The increasing class inequality originating from deindustrialisation fuelled the populism with Taiwanese characteristics. Utilising Taiwanese social surveys, Wen-Cheng Lin and I investigated the class coalition of the two populist leaders, Ko Wen-Je (柯文哲) and Han Kuo-Yu (韓國瑜) in the 2018 Taiwan local elections. Based on the literature, we linked Ko and Han to two different populist typologies: outsider and maverick. We also analysed their class coalition by two waves of Social Image Survey between June and December 2018, which was conducted by Academia Sinica. We also compared the supporters of Pan-Blue, Pan-Green, and Ko.
Moreover, we uncovered the “Han-Fans (韓流)” and “Ko-Fans (柯粉)” from the changes of the two waves of the survey. The study also discovered that the maverick absorbed the middle-aged self-employed and precariat associated with their economic difficulties due to industrial change and globalisation. In contrast to the traditional Pan-Blue wing, the additional Han-Fans was similar to the populists’ social origin in the West. The Outsider Ko’s source of supporters came from the marginalised voters, such as the younger generation and the female middle class, which as separated from the mainstream Pan-Green camp.

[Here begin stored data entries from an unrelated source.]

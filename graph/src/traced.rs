//! Access-counting graph wrapper.

use crate::{AttributedEdge, AttributedGraph, AttributedNode};
use rebac_core::{AttributeAware, AttributeValue};
use std::cell::Cell;
use std::fmt;
use std::hash::{Hash, Hasher};
use std::rc::Rc;
use tracing::trace;

/// Snapshot of the calls made through a [`TracedGraph`].
#[derive(Debug, Clone, Copy, Default, PartialEq, Eq)]
pub struct AccessStats {
    /// `find_node_by_id` calls
    pub node_lookups: u64,
    /// `node_by_unique_attribute` calls
    pub unique_lookups: u64,
    /// `find_outgoing_edges` and `find_incoming_edges` calls
    pub edge_queries: u64,
    /// Total edges handed back by edge queries
    pub edges_returned: u64,
    /// `attribute` calls on nodes and edges handed out by the graph
    pub attribute_reads: u64,
}

#[derive(Debug, Default)]
struct Counters {
    node_lookups: Cell<u64>,
    unique_lookups: Cell<u64>,
    edge_queries: Cell<u64>,
    edges_returned: Cell<u64>,
    attribute_reads: Cell<u64>,
}

fn bump(counter: &Cell<u64>, by: u64) {
    counter.set(counter.get() + by);
}

/// Wraps a graph, logging and counting every access.
///
/// Nodes and edges are handed out wrapped as [`TracedNode`] and
/// [`TracedEdge`], so attribute reads made by the caller are counted too.
/// Useful to measure the work a single evaluation performs, or to bound it
/// from the outside.
#[derive(Debug)]
pub struct TracedGraph<G> {
    inner: G,
    counters: Rc<Counters>,
}

impl<G: AttributedGraph> TracedGraph<G> {
    pub fn new(inner: G) -> Self {
        Self {
            inner,
            counters: Rc::default(),
        }
    }

    pub fn inner(&self) -> &G {
        &self.inner
    }

    pub fn into_inner(self) -> G {
        self.inner
    }

    /// Current totals.
    pub fn stats(&self) -> AccessStats {
        AccessStats {
            node_lookups: self.counters.node_lookups.get(),
            unique_lookups: self.counters.unique_lookups.get(),
            edge_queries: self.counters.edge_queries.get(),
            edges_returned: self.counters.edges_returned.get(),
            attribute_reads: self.counters.attribute_reads.get(),
        }
    }

    /// Reset all totals to zero.
    pub fn reset(&self) {
        self.counters.node_lookups.set(0);
        self.counters.unique_lookups.set(0);
        self.counters.edge_queries.set(0);
        self.counters.edges_returned.set(0);
        self.counters.attribute_reads.set(0);
    }

    fn node(&self, inner: G::Node) -> TracedNode<G::Node> {
        TracedNode {
            inner,
            counters: Rc::clone(&self.counters),
        }
    }

    fn wrap_edges(&self, edges: Vec<G::Edge>) -> Vec<TracedEdge<G::Edge>> {
        bump(&self.counters.edge_queries, 1);
        bump(&self.counters.edges_returned, edges.len() as u64);
        edges
            .into_iter()
            .map(|inner| TracedEdge {
                inner,
                counters: Rc::clone(&self.counters),
            })
            .collect()
    }
}

impl<G: AttributedGraph> AttributedGraph for TracedGraph<G> {
    type Node = TracedNode<G::Node>;
    type Edge = TracedEdge<G::Edge>;

    fn find_node_by_id(&self, id: &str) -> Option<Self::Node> {
        bump(&self.counters.node_lookups, 1);
        let node = self.inner.find_node_by_id(id);
        trace!(id, found = node.is_some(), "find_node_by_id");
        node.map(|inner| self.node(inner))
    }

    fn find_outgoing_edges(&self, node: &Self::Node, edge_type: &str) -> Vec<Self::Edge> {
        let edges = self.inner.find_outgoing_edges(&node.inner, edge_type);
        let edges = self.wrap_edges(edges);
        trace!(
            node = node.id(),
            edge_type,
            count = edges.len(),
            "find_outgoing_edges"
        );
        edges
    }

    fn find_incoming_edges(&self, node: &Self::Node, edge_type: &str) -> Vec<Self::Edge> {
        let edges = self.inner.find_incoming_edges(&node.inner, edge_type);
        let edges = self.wrap_edges(edges);
        trace!(
            node = node.id(),
            edge_type,
            count = edges.len(),
            "find_incoming_edges"
        );
        edges
    }

    fn is_attribute_unique_for_node_type(&self, key: &str, node_type: &str) -> bool {
        self.inner.is_attribute_unique_for_node_type(key, node_type)
    }

    fn node_by_unique_attribute(
        &self,
        node_type: &str,
        key: &str,
        value: &AttributeValue,
    ) -> Option<Self::Node> {
        bump(&self.counters.unique_lookups, 1);
        let node = self.inner.node_by_unique_attribute(node_type, key, value);
        trace!(node_type, key, %value, found = node.is_some(), "node_by_unique_attribute");
        node.map(|inner| self.node(inner))
    }
}

/// A node handed out by a [`TracedGraph`].
///
/// Equality and hashing see only the wrapped node.
#[derive(Clone)]
pub struct TracedNode<N> {
    inner: N,
    counters: Rc<Counters>,
}

impl<N> TracedNode<N> {
    pub fn inner(&self) -> &N {
        &self.inner
    }

    pub fn into_inner(self) -> N {
        self.inner
    }
}

impl<N: AttributeAware> AttributeAware for TracedNode<N> {
    fn id(&self) -> &str {
        self.inner.id()
    }

    fn attribute(&self, key: &str) -> Option<AttributeValue> {
        bump(&self.counters.attribute_reads, 1);
        trace!(node = self.inner.id(), key, "node attribute");
        self.inner.attribute(key)
    }
}

impl<N: AttributedNode> AttributedNode for TracedNode<N> {
    fn node_type(&self) -> &str {
        self.inner.node_type()
    }
}

impl<N: PartialEq> PartialEq for TracedNode<N> {
    fn eq(&self, other: &Self) -> bool {
        self.inner == other.inner
    }
}

impl<N: Eq> Eq for TracedNode<N> {}

impl<N: Hash> Hash for TracedNode<N> {
    fn hash<H: Hasher>(&self, state: &mut H) {
        self.inner.hash(state);
    }
}

impl<N: fmt::Debug> fmt::Debug for TracedNode<N> {
    fn fmt(&self, f: &mut fmt::Formatter<'_>) -> fmt::Result {
        self.inner.fmt(f)
    }
}

/// An edge handed out by a [`TracedGraph`]; its endpoints are traced too.
pub struct TracedEdge<E> {
    inner: E,
    counters: Rc<Counters>,
}

impl<E> TracedEdge<E> {
    pub fn inner(&self) -> &E {
        &self.inner
    }
}

impl<E: AttributedEdge> TracedEdge<E> {
    fn endpoint(&self, inner: E::Node) -> TracedNode<E::Node> {
        TracedNode {
            inner,
            counters: Rc::clone(&self.counters),
        }
    }
}

impl<E: AttributeAware> AttributeAware for TracedEdge<E> {
    fn id(&self) -> &str {
        self.inner.id()
    }

    fn attribute(&self, key: &str) -> Option<AttributeValue> {
        bump(&self.counters.attribute_reads, 1);
        trace!(edge = self.inner.id(), key, "edge attribute");
        self.inner.attribute(key)
    }
}

impl<E: AttributedEdge> AttributedEdge for TracedEdge<E> {
    type Node = TracedNode<E::Node>;

    fn source(&self) -> Self::Node {
        self.endpoint(self.inner.source())
    }

    fn target(&self) -> Self::Node {
        self.endpoint(self.inner.target())
    }

    fn edge_type(&self) -> &str {
        self.inner.edge_type()
    }
}

impl<E: fmt::Debug> fmt::Debug for TracedEdge<E> {
    fn fmt(&self, f: &mut fmt::Formatter<'_>) -> fmt::Result {
        self.inner.fmt(f)
    }
}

The China impact explained the increasing income inequality, poverty, and political polarisation in Taiwan during the last decade. In Tsai Ing-Wen’s first presidency, the DPP Government had noticed the working-poor issue. Hence, it tried to improve minimum wage and attract investment for creating more and better jobs. However, her Government was also blamed on the decline of cross-strait tourist businesses. It was also trapped by other contentious issues such as pension reform and same-sex marriage. The rise of populist politicians once attracted those that lost out under economic globalisation. Although President Tsai won the election 2020 by a wide margin, the income inequality and poverty issue might return and worsen again after the pandemic. Nevertheless, it will, still, be a political challenge in the next decade.
Thung-Hong Lin is a Research Fellow at the Institute of Sociology, Academia Sinica, Taiwan.
This article is part of a special issue on poverty and inequality.